One of Argon2’s most salient features is its ability to optimize both CPU and memory usage simultaneously, increasing the cost for attackers attempting brute-force attacks to guess the password. Furthermore, Argon2 uses unique salts, preventing hash collisions among users employing the same password. Salts are random values added to the password, modifying the process of hash generation; therefore, even with identical passwords, each user will generate a unique hash. This characteristic is crucial in thwarting precomputed hash attacks such as rainbow tables. Internally, the Argon2 algorithm consists of several stages, as depicted in Figure 1.

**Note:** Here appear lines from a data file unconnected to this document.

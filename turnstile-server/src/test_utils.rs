use crate::app::create_app;
use crate::config::AppConfig;
use crate::cors::OriginPolicy;
use crate::ice::provider::IceServerProvider;
use crate::ice::provider::mock::MockIceProvider;
use crate::ice::{IceError, IceRefresher, IceServerCache};
use crate::state::AppState;
use std::net::SocketAddr;
use std::sync::Arc;
use std::time::Duration;
use tokio::net::TcpListener;
use tokio::sync::watch;
use tokio::task::JoinHandle;

/// A server bound to an ephemeral local port, wired up the same way as the binary.
pub struct TestApp {
    addr: SocketAddr,
    state: Arc<AppState>,
    refresh_task: Option<JoinHandle<()>>,
    shutdown_tx: watch::Sender<()>,
}

impl TestApp {
    pub async fn new() -> Self {
        Self::with_provider(Arc::new(MockIceProvider::default())).await
    }

    pub async fn with_provider(provider: Arc<MockIceProvider>) -> Self {
        Self::with_provider_and_config(provider, AppConfig::default()).await
    }

    pub async fn with_provider_and_config(
        provider: Arc<MockIceProvider>,
        config: AppConfig,
    ) -> Self {
        let provider: Arc<dyn IceServerProvider> = provider;
        Self::start(config, Ok(provider)).await
    }

    /// Builds the provider from `config.ice`, so incomplete credentials leave the app
    /// without a refresher like the binary does.
    pub async fn from_config(config: AppConfig) -> Self {
        let provider = config.ice.create_provider();
        Self::start(config, provider).await
    }

    async fn start(
        config: AppConfig,
        provider: Result<Arc<dyn IceServerProvider>, IceError>,
    ) -> Self {
        let (shutdown_tx, shutdown_rx) = watch::channel(());

        let ice_servers = Arc::new(IceServerCache::new());
        let refresh_task = provider.ok().map(|provider| {
            Arc::new(IceRefresher::new(
                provider,
                ice_servers.clone(),
                config.ice.fallback_stun_url.clone(),
                config.ice.fetch_timeout,
            ))
            .start(config.ice.refresh_interval, shutdown_rx.clone())
        });

        let origin_policy =
            Arc::new(OriginPolicy::new(&config.cors).expect("Failed to build origin policy"));
        let state = Arc::new(AppState::new(config, ice_servers, origin_policy));

        let listener = TcpListener::bind("127.0.0.1:0")
            .await
            .expect("Failed to bind test listener");
        let addr = listener.local_addr().expect("Failed to get local address");

        let app = create_app(state.clone());
        let mut server_shutdown_rx = shutdown_rx;
        tokio::spawn(async move {
            axum::serve(listener, app)
                .with_graceful_shutdown(async move {
                    let _ = server_shutdown_rx.changed().await;
                })
                .await
                .expect("Test server failed");
        });

        Self {
            addr,
            state,
            refresh_task,
            shutdown_tx,
        }
    }

    pub fn url(&self, path: &str) -> String {
        format!("http://{}{}", self.addr, path)
    }

    pub fn has_refresher(&self) -> bool {
        self.refresh_task.is_some()
    }

    /// Waits until the first refresh cycle has produced a snapshot.
    pub async fn wait_for_ice_servers(&self, timeout: Duration) -> bool {
        tokio::time::timeout(timeout, async {
            while self.state.ice_servers.is_empty() {
                tokio::time::sleep(Duration::from_millis(5)).await;
            }
        })
        .await
        .is_ok()
    }
}

impl Drop for TestApp {
    fn drop(&mut self) {
        let _ = self.shutdown_tx.send(());
        if let Some(refresh_task) = self.refresh_task.take() {
            refresh_task.abort();
        }
    }
}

Figure 1. Algorithm of Argon2.

Initialization: The algorithm first creates an initial block using input values received from the user such as password, salt, and optionally provided secret data (associated data). This initial block fills a sequence of blocks using memory.
Block Filling: The algorithm then populates these memory blocks up to the set memory amount. Each block’s computation depends on previous blocks, making this stage data-dependent. Argon2d and Argon2i take distinct approaches during this block-filling process.
Final Block Creation: After filling all blocks, the algorithm selects one block as the final block.
Hash Generation: Finally, the algorithm passes this final block to a hash function to generate the final password hash.

These stages work together to ensure the security and strength of the password hashing process in Argon2. By utilizing memory-hard operations and data dependence, Argon2 aims to make password cracking attempts more computationally expensive and time-consuming.

Argon2 strives to maximize data dependence, aiming to make attacks like brute force or GPU-based attacks more difficult. Because of this, Argon2 is widely recognized as a robust password hashing algorithm.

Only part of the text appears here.